I became quite depressed at the thought. It was only after my father-in-law who fought in Russia for 4 years died, that I wished that I had known something – anything – about his experiences in this cataclysmic war. How did he feel about the fighting? What was it like on the vast open steppes of Russia in present-day Ukraine? I know that he was wounded a number of times but what happened. It is all a blank.
It is ironic, I mulled, that it was only in death that I found this important; when the person was gone, unable to relate these tales to me. Never again would I get the opportunity to understand his world or my father’s experiences as an artificer in the artillery in North Africa. What was it like to survive on a water bottle of liquid a day, enduring suffocating sandstorms and the blazing sun?
It reminded me of that song The Living Years by Mike & the Mechanics. Doesn’t it express the same emotions, the same feeling of loss as Mike Rutherford questions why he didn’t do things in the living years? It is amazing. When a person is still alive, still able to communicate, still able to be part of one that one ignores their past, of what they experienced, of what made them tick. It is only on their passing that one reflects what could have been, how one could and should have known more about the other person.
I have had a number of close friends die long before their allocated time. All very vital, lively persons with much to offer society yet all were taken prematurely. On every death, I have been forced to reflect on what life is and whether I am using it to the fullest. The answer is surely NO! I chide myself. Making solemn promises that I should discard petty jealousies, inane hatreds and superficial dislikes; I pledge rather to focus on the positive, the future and the best in people.

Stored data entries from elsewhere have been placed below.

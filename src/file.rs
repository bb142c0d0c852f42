use std::io;
use std::path::{Path, PathBuf};
use std::sync::atomic::{AtomicU64, Ordering};

use async_stream::try_stream;
use async_trait::async_trait;
use bytes::Bytes;
use futures::StreamExt;
use tokio::fs::{File, OpenOptions};
use tokio::io::{AsyncSeekExt, AsyncWriteExt};
use tokio::sync::Mutex;

use crate::channel::{ByteStream, Channel, Checksum, IoMode};
use crate::range::ByteRange;
use crate::stream::RangedStream;

/// Implements [`Channel`] for a pool-resident file on the local filesystem.
///
/// Every read opens its own handle, so concurrent range reads never share a
/// cursor. Writes go through a single handle, serialised by a lock.
pub struct FileChannel {
    path: String,
    local_path: PathBuf,
    mode: IoMode,
    /// File size when opened for reading, highest written offset otherwise.
    byte_size: AtomicU64,
    checksums: Vec<Checksum>,
    writer: Option<Mutex<File>>,
}

impl std::fmt::Debug for FileChannel {
    fn fmt(&self, f: &mut std::fmt::Formatter<'_>) -> std::fmt::Result {
        f.debug_struct("FileChannel")
            .field("path", &self.path)
            .field("local_path", &self.local_path)
            .field("mode", &self.mode)
            .field("byte_size", &self.byte_size.load(Ordering::Relaxed))
            .finish()
    }
}

impl FileChannel {
    /// Calls [`tokio::fs::metadata`] to determine the size of the file to be read.
    pub async fn reader(
        path: impl Into<String>,
        local_path: impl AsRef<Path>,
    ) -> io::Result<FileChannel> {
        let local_path = local_path.as_ref().to_path_buf();
        let byte_size = tokio::fs::metadata(&local_path).await?.len();
        Ok(FileChannel {
            path: path.into(),
            local_path,
            mode: IoMode::Read,
            byte_size: AtomicU64::new(byte_size),
            checksums: Vec::new(),
            writer: None,
        })
    }

    /// Creates (or truncates) the file that uploads will be written to.
    pub async fn writer(
        path: impl Into<String>,
        local_path: impl AsRef<Path>,
    ) -> io::Result<FileChannel> {
        let local_path = local_path.as_ref().to_path_buf();
        let file = OpenOptions::new()
            .create(true)
            .write(true)
            .truncate(true)
            .open(&local_path)
            .await?;
        Ok(FileChannel {
            path: path.into(),
            local_path,
            mode: IoMode::Write,
            byte_size: AtomicU64::new(0),
            checksums: Vec::new(),
            writer: Some(Mutex::new(file)),
        })
    }

    pub fn with_checksums(mut self, checksums: Vec<Checksum>) -> Self {
        self.checksums = checksums;
        self
    }

    pub fn local_path(&self) -> &Path {
        &self.local_path
    }
}

#[async_trait]
impl Channel for FileChannel {
    fn size(&self) -> io::Result<u64> {
        Ok(self.byte_size.load(Ordering::Acquire))
    }

    fn io_mode(&self) -> IoMode {
        self.mode
    }

    fn path(&self) -> &str {
        &self.path
    }

    fn checksums(&self) -> Vec<Checksum> {
        self.checksums.clone()
    }

    fn read_range(&self, range: ByteRange, chunk_size: usize) -> ByteStream {
        let local_path = self.local_path.clone();
        let stream = try_stream! {
            let file = File::open(&local_path).await?;
            let mut reads = RangedStream::new(file, range.start, range.len(), chunk_size);
            while let Some(chunk) = reads.next().await {
                let chunk: Bytes = chunk?;
                yield chunk;
            }
        };
        stream.boxed()
    }

    async fn write_at(&self, offset: u64, data: Bytes) -> io::Result<()> {
        let Some(writer) = &self.writer else {
            return Err(io::Error::new(
                io::ErrorKind::PermissionDenied,
                format!("{} is open for reading", self.path),
            ));
        };
        let mut file = writer.lock().await;
        file.seek(io::SeekFrom::Start(offset)).await?;
        file.write_all(&data).await?;
        file.flush().await?;
        self.byte_size.fetch_max(offset + data.len() as u64, Ordering::AcqRel);
        Ok(())
    }
}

Ineluctably and inexorably the vortex of life sucks me back in into the deadly whirlpool of negative emotions. It is times like this that I need to run in order to regain clarity and purpose in my life. The solitary run through unspoilt nature like the Kromdraai area is just such an elixir. I return revitalised and re-energised and again recharged to view people in a positive light, not to anticipate the worst.

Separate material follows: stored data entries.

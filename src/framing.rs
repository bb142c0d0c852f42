//! Status, headers and body layout of a read response.
//!
//! The framing is computed up front, before any byte of the body is produced,
//! so that `Content-Length` is known exactly even for `multipart/byteranges`
//! responses. The body itself is a sequence of [`BodyPart`]s which
//! [`crate::stream::FramedBody`] turns into bytes.

use std::fmt;

use axum::http::header::{
    ACCEPT_RANGES, CONTENT_DISPOSITION, CONTENT_LENGTH, CONTENT_RANGE, CONTENT_TYPE,
};
use axum::http::{HeaderMap, HeaderName, HeaderValue, StatusCode};
use bytes::Bytes;

use crate::error::PoolHttpError;
use crate::negotiate::{self, FileMetadata};
use crate::range::{ByteRange, RangeSet};

const CRLF: &str = "\r\n";
const BOUNDARY_ALPHABET: &[u8; 32] = b"ABCDEFGHIJKLMNOPQRSTUVWXYZ234567";
const BOUNDARY_CHARS: u32 = 16;

pub const DIGEST: HeaderName = HeaderName::from_static("digest");

/// Multipart boundary for a seed: `__` + 16 base32 characters + `__`.
///
/// Only the low 80 bits of the seed are used. Seed zero yields
/// `__AAAAAAAAAAAAAAAA__`.
pub fn boundary_from_seed(seed: u128) -> String {
    let mut boundary = String::with_capacity(BOUNDARY_CHARS as usize + 4);
    boundary.push_str("__");
    for i in (0..BOUNDARY_CHARS).rev() {
        let index = (seed >> (5 * i)) & 0x1f;
        boundary.push(BOUNDARY_ALPHABET[index as usize] as char);
    }
    boundary.push_str("__");
    boundary
}

/// Source of per-response multipart boundaries.
pub trait BoundaryGenerator: Send + Sync + fmt::Debug {
    fn next_boundary(&self) -> String;
}

/// Boundaries seeded from random (v4) UUIDs.
#[derive(Debug, Clone, Copy, Default)]
pub struct RandomBoundary;

impl BoundaryGenerator for RandomBoundary {
    fn next_boundary(&self) -> String {
        boundary_from_seed(uuid::Uuid::new_v4().as_u128())
    }
}

/// The same boundary for every response.
#[derive(Debug, Clone, Copy, Default)]
pub struct FixedBoundary(pub u128);

impl BoundaryGenerator for FixedBoundary {
    fn next_boundary(&self) -> String {
        boundary_from_seed(self.0)
    }
}

/// One piece of a response body.
#[derive(Debug, Clone, PartialEq, Eq)]
pub enum BodyPart {
    /// Multipart delimiter and part headers.
    Literal(Bytes),
    /// Bytes to be read from the session's channel.
    Read(ByteRange),
}

impl BodyPart {
    pub fn len(&self) -> u64 {
        match self {
            BodyPart::Literal(bytes) => bytes.len() as u64,
            BodyPart::Read(range) => range.len(),
        }
    }

    pub fn is_empty(&self) -> bool {
        self.len() == 0
    }
}

/// Framing of a successful GET or HEAD response.
#[derive(Debug, Clone)]
pub struct ResponseFraming {
    pub status: StatusCode,
    pub headers: HeaderMap,
    pub parts: Vec<BodyPart>,
}

/// Options that shape the entity headers.
#[derive(Debug, Clone, Copy, Default)]
pub struct FramingOptions {
    pub guess_content_type: bool,
}

impl ResponseFraming {
    /// Frames the response for `metadata`, optionally restricted to `ranges`.
    pub fn new(
        metadata: &FileMetadata,
        ranges: Option<&RangeSet>,
        boundaries: &dyn BoundaryGenerator,
        options: FramingOptions,
    ) -> Result<Self, PoolHttpError> {
        let total = metadata.length;
        let mut headers = HeaderMap::new();
        let (status, parts) = match ranges.map(RangeSet::as_slice) {
            None | Some([]) => {
                let disposition = negotiate::encode_disposition(metadata.file_name());
                headers.insert(
                    CONTENT_DISPOSITION,
                    negotiate::header_value(disposition.header_value())?,
                );
                headers.insert(CONTENT_TYPE, content_type(metadata, options)?);
                (StatusCode::OK, whole(total))
            }
            Some([range]) => {
                headers.insert(CONTENT_RANGE, negotiate::header_value(range.content_range(total))?);
                headers.insert(CONTENT_TYPE, content_type(metadata, options)?);
                (StatusCode::PARTIAL_CONTENT, vec![BodyPart::Read(*range)])
            }
            Some(ranges) => {
                let boundary = boundaries.next_boundary();
                let content_type = negotiate::multipart_content_type(&boundary);
                headers.insert(CONTENT_TYPE, negotiate::header_value(content_type)?);
                (StatusCode::PARTIAL_CONTENT, multipart(ranges, total, &boundary))
            }
        };

        if let Some(digest) = negotiate::digest(&metadata.checksums) {
            headers.insert(DIGEST, negotiate::header_value(digest)?);
        }
        headers.insert(ACCEPT_RANGES, HeaderValue::from_static("bytes"));

        let content_length: u64 = parts.iter().map(BodyPart::len).sum();
        headers.insert(CONTENT_LENGTH, HeaderValue::from(content_length));

        Ok(ResponseFraming { status, headers, parts })
    }

    /// Exact length of the framed body.
    pub fn content_length(&self) -> u64 {
        self.parts.iter().map(BodyPart::len).sum()
    }

    /// The read instructions, in body order.
    pub fn reads(&self) -> impl Iterator<Item = &ByteRange> {
        self.parts.iter().filter_map(|part| match part {
            BodyPart::Read(range) => Some(range),
            BodyPart::Literal(_) => None,
        })
    }
}

fn content_type(
    metadata: &FileMetadata,
    options: FramingOptions,
) -> Result<HeaderValue, PoolHttpError> {
    negotiate::header_value(negotiate::content_type(metadata, options.guess_content_type))
}

fn whole(total: u64) -> Vec<BodyPart> {
    if total == 0 {
        Vec::new()
    } else {
        vec![BodyPart::Read(ByteRange::new(0, total))]
    }
}

/// Delimiter, part header and blank line precede every range; a closing
/// delimiter follows the last one.
fn multipart(ranges: &[ByteRange], total: u64, boundary: &str) -> Vec<BodyPart> {
    let mut parts = Vec::with_capacity(ranges.len() * 2 + 1);
    for range in ranges {
        let header = format!(
            "{CRLF}--{boundary}{CRLF}Content-Range: {}{CRLF}{CRLF}",
            range.content_range(total)
        );
        parts.push(BodyPart::Literal(Bytes::from(header)));
        parts.push(BodyPart::Read(*range));
    }
    parts.push(BodyPart::Literal(Bytes::from(format!("{CRLF}--{boundary}--{CRLF}"))));
    parts
}

#[cfg(test)]
mod tests {
    use super::*;
    use crate::channel::{Checksum, ChecksumType};

    fn metadata(length: u64) -> FileMetadata {
        FileMetadata { path: "/path/to/file".into(), length, checksums: vec![] }
    }

    fn frame(metadata: &FileMetadata, ranges: Option<&RangeSet>) -> ResponseFraming {
        ResponseFraming::new(metadata, ranges, &FixedBoundary(0), FramingOptions::default())
            .unwrap()
    }

    fn header<'a>(framing: &'a ResponseFraming, name: &str) -> Option<&'a str> {
        framing.headers.get(name).map(|v| v.to_str().unwrap())
    }

    fn literal(part: &BodyPart) -> &str {
        match part {
            BodyPart::Literal(bytes) => std::str::from_utf8(bytes).unwrap(),
            BodyPart::Read(range) => panic!("expected a literal part, found read of {range}"),
        }
    }

    #[test]
    fn boundary_seeds() {
        assert_eq!("__AAAAAAAAAAAAAAAA__", boundary_from_seed(0));
        assert_eq!("__AAAAAAAAAAAAAAAB__", boundary_from_seed(1));
        assert_eq!("__7777777777777777__", boundary_from_seed(u128::MAX));
        assert_eq!("__AAAAAAAAAAAAAAAA__", FixedBoundary(0).next_boundary());

        let random = RandomBoundary.next_boundary();
        assert_eq!(20, random.len());
        assert!(random.starts_with("__") && random.ends_with("__"));
    }

    #[test]
    fn test_full_response() {
        let framing = frame(&metadata(100), None);

        assert_eq!(StatusCode::OK, framing.status);
        assert_eq!(Some("100"), header(&framing, "Content-Length"));
        assert_eq!(Some("attachment;filename=file"), header(&framing, "Content-Disposition"));
        assert_eq!(Some("bytes"), header(&framing, "Accept-Ranges"));
        assert_eq!(Some("application/octet-stream"), header(&framing, "Content-Type"));
        assert_eq!(None, header(&framing, "Digest"));
        assert_eq!(None, header(&framing, "Content-Range"));
        assert_eq!(vec![BodyPart::Read(ByteRange::new(0, 100))], framing.parts);
    }

    #[test]
    fn test_empty_file() {
        let framing = frame(&metadata(0), None);
        assert_eq!(StatusCode::OK, framing.status);
        assert_eq!(Some("0"), header(&framing, "Content-Length"));
        assert!(framing.parts.is_empty());
    }

    #[test]
    fn test_single_range() {
        let mut metadata = metadata(1024);
        metadata.checksums.push(Checksum::new(ChecksumType::Adler32, "03da0195"));
        let ranges = RangeSet::parse("bytes=0-499", 1024).unwrap();
        let framing = frame(&metadata, Some(&ranges));

        assert_eq!(StatusCode::PARTIAL_CONTENT, framing.status);
        assert_eq!(Some("500"), header(&framing, "Content-Length"));
        assert_eq!(Some("bytes 0-499/1024"), header(&framing, "Content-Range"));
        assert_eq!(Some("adler32=03da0195"), header(&framing, "Digest"));
        assert_eq!(None, header(&framing, "Content-Disposition"));
        assert_eq!(vec![&ByteRange::new(0, 500)], framing.reads().collect::<Vec<_>>());
    }

    #[test]
    fn test_multiple_ranges() {
        let ranges = RangeSet::parse("bytes=0-0,-1", 1024).unwrap();
        let framing = frame(&metadata(1024), Some(&ranges));

        assert_eq!(StatusCode::PARTIAL_CONTENT, framing.status);
        assert_eq!(
            Some("multipart/byteranges; boundary=\"__AAAAAAAAAAAAAAAA__\""),
            header(&framing, "Content-Type")
        );
        assert_eq!(Some("154"), header(&framing, "Content-Length"));
        assert_eq!(154, framing.content_length());
        assert_eq!(None, header(&framing, "Content-Range"));
        assert_eq!(None, header(&framing, "Content-Disposition"));

        assert_eq!(5, framing.parts.len());
        assert_eq!(
            "\r\n--__AAAAAAAAAAAAAAAA__\r\nContent-Range: bytes 0-0/1024\r\n\r\n",
            literal(&framing.parts[0])
        );
        assert_eq!(BodyPart::Read(ByteRange::new(0, 1)), framing.parts[1]);
        assert_eq!(
            "\r\n--__AAAAAAAAAAAAAAAA__\r\nContent-Range: bytes 1023-1023/1024\r\n\r\n",
            literal(&framing.parts[2])
        );
        assert_eq!(BodyPart::Read(ByteRange::new(1023, 1024)), framing.parts[3]);
        assert_eq!("\r\n--__AAAAAAAAAAAAAAAA__--\r\n", literal(&framing.parts[4]));
    }

    #[test]
    fn multipart_length_is_sum_of_parts() {
        let headers = [
            "bytes=0-9,20-29,40-49",
            "bytes=5-,-5",
            "bytes=0-0,0-0,0-0,0-0",
            "bytes=1-2,900-5000",
        ];
        for header_value in headers {
            let ranges = RangeSet::parse(header_value, 1000).unwrap();
            let options = FramingOptions::default();
            let framing =
                ResponseFraming::new(&metadata(1000), Some(&ranges), &RandomBoundary, options)
                    .unwrap();
            let declared: u64 = header(&framing, "Content-Length").unwrap().parse().unwrap();
            let summed: u64 = framing.parts.iter().map(|p| p.len()).sum();
            assert_eq!(declared, summed, "range: {header_value}");
            assert_eq!(ranges.len(), framing.reads().count());
        }
    }
}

I dream on, knowing that the ephemeral feeling will not be sustained by the facts of dealing with life itself.
As I returned from never-never-land, I reflected on whether the social media would guarantee one everlasting life not in heaven but as an everlasting online presence. What would happen to my Facebook Account after my death? Would Facebook delete my account after five years for non-use, ten years, never?

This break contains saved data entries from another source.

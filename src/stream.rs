use std::{io, mem};
use std::pin::Pin;
use std::sync::Arc;
use std::task::{Context, Poll};

use async_stream::try_stream;
use bytes::{Bytes, BytesMut};
use futures::stream::{self, Stream, StreamExt};
use http_body::{Body, Frame, SizeHint};
use pin_project::pin_project;
use tokio::io::{AsyncRead, AsyncSeek, ReadBuf};

use crate::channel::{ByteStream, Channel};
use crate::framing::BodyPart;

/// [`AsyncSeek`] narrowed to only allow seeking from start.
pub trait AsyncSeekStart {
    /// Same semantics as [`AsyncSeek::start_seek`], always passing position as the
    /// `SeekFrom::Start` variant.
    fn start_seek(self: Pin<&mut Self>, position: u64) -> io::Result<()>;

    /// Same semantics as [`AsyncSeek::poll_complete`], returning `()` instead of the new
    /// stream position.
    fn poll_complete(self: Pin<&mut Self>, cx: &mut Context<'_>) -> Poll<io::Result<()>>;
}

impl<T: AsyncSeek> AsyncSeekStart for T {
    fn start_seek(self: Pin<&mut Self>, position: u64) -> io::Result<()> {
        AsyncSeek::start_seek(self, io::SeekFrom::Start(position))
    }

    fn poll_complete(self: Pin<&mut Self>, cx: &mut Context<'_>) -> Poll<io::Result<()>> {
        AsyncSeek::poll_complete(self, cx).map_ok(|_| ())
    }
}

/// Reads `length` bytes starting at `start` from a seekable reader. Implements [`Stream`].
///
/// The reader is owned by the stream, so every stream has its own position.
#[pin_project]
pub struct RangedStream<B> {
    state: StreamState,
    length: u64,
    chunk_size: usize,
    #[pin]
    body: B,
}

impl<B: AsyncRead + AsyncSeekStart> RangedStream<B> {
    pub fn new(body: B, start: u64, length: u64, chunk_size: usize) -> Self {
        RangedStream {
            state: StreamState::Seek { start },
            length,
            chunk_size: chunk_size.max(1),
            body,
        }
    }
}

#[derive(Debug)]
enum StreamState {
    Seek { start: u64 },
    Seeking { remaining: u64 },
    Reading { buffer: BytesMut, remaining: u64 },
    Done,
}

impl<B: AsyncRead + AsyncSeekStart> Stream for RangedStream<B> {
    type Item = io::Result<Bytes>;

    fn poll_next(
        self: Pin<&mut Self>,
        cx: &mut Context<'_>
    ) -> Poll<Option<io::Result<Bytes>>> {
        let mut this = self.project();

        if let StreamState::Seek { start } = *this.state {
            match this.body.as_mut().start_seek(start) {
                Err(e) => {
                    *this.state = StreamState::Done;
                    return Poll::Ready(Some(Err(e)));
                }
                Ok(()) => {
                    let remaining = *this.length;
                    *this.state = StreamState::Seeking { remaining };
                }
            }
        }

        if let StreamState::Seeking { remaining } = *this.state {
            match this.body.as_mut().poll_complete(cx) {
                Poll::Pending => { return Poll::Pending; }
                Poll::Ready(Err(e)) => {
                    *this.state = StreamState::Done;
                    return Poll::Ready(Some(Err(e)));
                }
                Poll::Ready(Ok(())) => {
                    let buffer = BytesMut::with_capacity(*this.chunk_size);
                    *this.state = StreamState::Reading { buffer, remaining };
                }
            }
        }

        if let StreamState::Reading { buffer, remaining } = this.state {
            if *remaining == 0 {
                *this.state = StreamState::Done;
                return Poll::Ready(None);
            }

            let uninit = buffer.spare_capacity_mut();

            // the smaller of the buffer size and the number of bytes remaining
            let nbytes = std::cmp::min(
                uninit.len(),
                usize::try_from(*remaining).unwrap_or(usize::MAX),
            );

            let mut read_buf = ReadBuf::uninit(&mut uninit[0..nbytes]);

            match this.body.as_mut().poll_read(cx, &mut read_buf) {
                Poll::Pending => { return Poll::Pending; }
                Poll::Ready(Err(e)) => {
                    *this.state = StreamState::Done;
                    return Poll::Ready(Some(Err(e)));
                }
                Poll::Ready(Ok(())) => {
                    match read_buf.filled().len() {
                        0 => {
                            let missing = *remaining;
                            *this.state = StreamState::Done;
                            return Poll::Ready(Some(Err(io::Error::new(
                                io::ErrorKind::UnexpectedEof,
                                format!("file ended {missing} bytes before the end of the range"),
                            ))));
                        }
                        n => {
                            // SAFETY: poll_read has filled the buffer with `n`
                            // additional bytes. `buffer.len` should always be
                            // 0 here, but include it for rigorous correctness
                            unsafe { buffer.set_len(buffer.len() + n); }

                            let fresh = BytesMut::with_capacity(*this.chunk_size);
                            let chunk = mem::replace(buffer, fresh);

                            // n cannot exceed remaining due to the cmp::min above
                            *remaining -= n as u64;

                            return Poll::Ready(Some(Ok(chunk.freeze())));
                        }
                    }
                }
            }
        }

        Poll::Ready(None)
    }
}

/// Response body producing the framed parts in order. Implements [`Body`].
///
/// The body reports the framed length as its exact size and fails with
/// [`io::ErrorKind::UnexpectedEof`] if the channel delivers fewer bytes, or
/// [`io::ErrorKind::InvalidData`] if it delivers more.
#[pin_project]
pub struct FramedBody {
    #[pin]
    parts: ByteStream,
    remaining: u64,
}

impl FramedBody {
    pub fn new(parts: Vec<BodyPart>, channel: Arc<dyn Channel>, chunk_size: usize) -> Self {
        let remaining = parts.iter().map(BodyPart::len).sum();
        let stream = try_stream! {
            for part in parts {
                match part {
                    BodyPart::Literal(bytes) => yield bytes,
                    BodyPart::Read(range) => {
                        let mut reads = channel.read_range(range, chunk_size);
                        while let Some(chunk) = reads.next().await {
                            let chunk: Bytes = chunk?;
                            yield chunk;
                        }
                    }
                }
            }
        };
        FramedBody { parts: stream.boxed(), remaining }
    }
}

impl std::fmt::Debug for FramedBody {
    fn fmt(&self, f: &mut std::fmt::Formatter<'_>) -> std::fmt::Result {
        f.debug_struct("FramedBody")
            .field("remaining", &self.remaining)
            .finish()
    }
}

impl Body for FramedBody {
    type Data = Bytes;
    type Error = io::Error;

    fn size_hint(&self) -> SizeHint {
        SizeHint::with_exact(self.remaining)
    }

    fn is_end_stream(&self) -> bool {
        self.remaining == 0
    }

    fn poll_frame(self: Pin<&mut Self>, cx: &mut Context<'_>)
        -> Poll<Option<io::Result<Frame<Bytes>>>>
    {
        let mut this = self.project();
        let error = match this.parts.as_mut().poll_next(cx) {
            Poll::Pending => return Poll::Pending,
            Poll::Ready(Some(Ok(chunk))) if chunk.len() as u64 <= *this.remaining => {
                *this.remaining -= chunk.len() as u64;
                return Poll::Ready(Some(Ok(Frame::data(chunk))));
            }
            Poll::Ready(None) if *this.remaining == 0 => return Poll::Ready(None),
            Poll::Ready(Some(Err(e))) => e,
            Poll::Ready(Some(Ok(_))) => io::Error::new(
                io::ErrorKind::InvalidData,
                "channel delivered more bytes than requested",
            ),
            Poll::Ready(None) => io::Error::new(
                io::ErrorKind::UnexpectedEof,
                format!("body ended {} bytes early", *this.remaining),
            ),
        };

        // the body is over after the first error
        tracing::warn!(error = %error, remaining = *this.remaining, "response body aborted");
        *this.remaining = 0;
        this.parts.set(stream::empty().boxed());
        Poll::Ready(Some(Err(error)))
    }
}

If so, would my grandchildren – when they felt so inclined – delve into it and view me as a living person with all my foibles and idiosyncrasies as a real person and not merely as a picture or a date of death, the real me.
But is this the real me? Is it not just an artefact of that part of my life that I shared with the world? What about the real me; the world outside the frivolous & mundane that one posts on the internet?
If my descendants had to write a biography on me based upon my Facebook Account what would they write about? Stripped of my essence & being, it would not place me in context whether I was an extravert, a thinker, a daydreamer, indolent or perhaps dissolute. Did I make people happy or was I an annoyance, an aggravation to their life? Did I make people smile or sad?
Does Social Media expose the real person beneath the smiling faces & glitzy parties?
I think not. Finally I deduce a profound conclusion: the social media will not open the door fully, it will only be slightly ajar allowing strangers an edited view of one’s life but the real person will be interred along with the body never to be experienced again.
Sad, inevitable but true.
Now back to reality.
Life is only for the living; so live it fully while you can.
And more importantly, share part of yourself with other people.